Abstract- The concept of a dissipative optical soliton is applied to interpret various pulse dynamics either predicted numerically or observed experimentally in passively mode-locked fiber lasers. The recently discovered “dissipative soliton resonance” phenomenon and “soliton rain” dynamics are highlighted as prominent examples.

I. INTRODUCTION

For the past few years, the use of the dissipative soliton terminology has been rapidly expanding in many fields of nonlinear optics [1]. In particular, it has become widely used to interpret a variety of mode-locked fiber laser dynamics [2]. In contrast to conventional solitons that manifest in conservative systems, such as in passive nonlinear transmission lines, dissipative solitons are robust, fixed-shaped pulse solutions in general. Since their pulse shape is dictated by the parameter set of the optical system, dissipative solitons provide an interesting framework for numerous applications where gain and loss mechanisms apply, such as mode-locked fiber lasers and optical regeneration.
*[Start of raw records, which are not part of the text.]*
//! Standard flavour of the flexql front end.
//!
//! Builds on `flexql-core` with:
//! - `config` - well-known keys, the field boost listener and a registry builder
//! - `escape` - the standard escaping rules and their inverse
//! - `processors` - boolean-modifier and boost passes, and the pipeline chaining them

#![cfg_attr(coverage_nightly, feature(coverage_attribute))]

pub mod config;
pub mod escape;
pub mod processors;

#[cfg(test)]
mod test_utils;

pub use config::{FieldBoostMapListener, Operator, StandardQueryConfig, keys};
pub use escape::{EscapeError, StandardEscaper, discard_escape_chars};
pub use processors::{BooleanModifiersProcessor, BoostProcessor, precedence_pipeline};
The concept of a dissipative soliton can be applied to explain or reinterpret a variety of pulse dynamics that have been observed experimentally in mode-locked fiber lasers, such as the existence of stable bright pulses in the normal dispersion regime [3,4], and the formation of stable soliton molecules or bound states [5-7]. The situation of large sets of interacting solitons inside the laser cavity, which often goes beyond the capacity of existing numerical models, can also be addressed qualitatively [8-10]. Complex and remarkable multi-soliton dynamics can be illustrated by the recently discovered soliton rain dynamics in a fiber laser experiment [11,12]. On the side of single-pulse dynamics, the dissipative soliton resonance phenomenon has attracted much attention over the past couple of years, providing an alternative theoretical framework for the quest of the highest-energy pulses produced out of mode-locked laser oscillators [13-18].

II. SOLITON RAINS

The soliton rain dynamics is a striking illustration of self-organization among large numbers of solitons and radiation. We have observed it in a fiber laser operated in a highly pumped but weakly mode-locked regime, when both soliton pulses and cw background coexist [11,12]. Soliton rains are obviously a manifestation of dissipative nonlinear dynamics. It is characterized by the interactions among three main field

components. The first component is a condensed soliton phase of several tens of jittering bound solitons that seems analogous to a liquid thermodynamical phase. Just as a liquid would evaporate, the condensed phase emits a large amount of radiation, which is also superimposed on other preexisting cw modes, producing a noisy, inhomogeneous background, the second field component. When fluctuations exceed a certain level, a new soliton is formed, like a droplet formed from a vapor cloud, which then drifts back to the condensed phase at a nearly constant relative velocity – third field component. The whole scenario repeats in a quasi-stationary fashion. In addition to interesting analogies with the cycle of water, the soliton rain dynamics addresses the largely unexplored field of nonlinear dissipative dynamics in the case of large soliton manifolds, brings useful information in the context of mode-locking dynamics, and illustrates the diversity of operating regimes accessible in fiber lasers mode-locked through nonlinear polarization evolution.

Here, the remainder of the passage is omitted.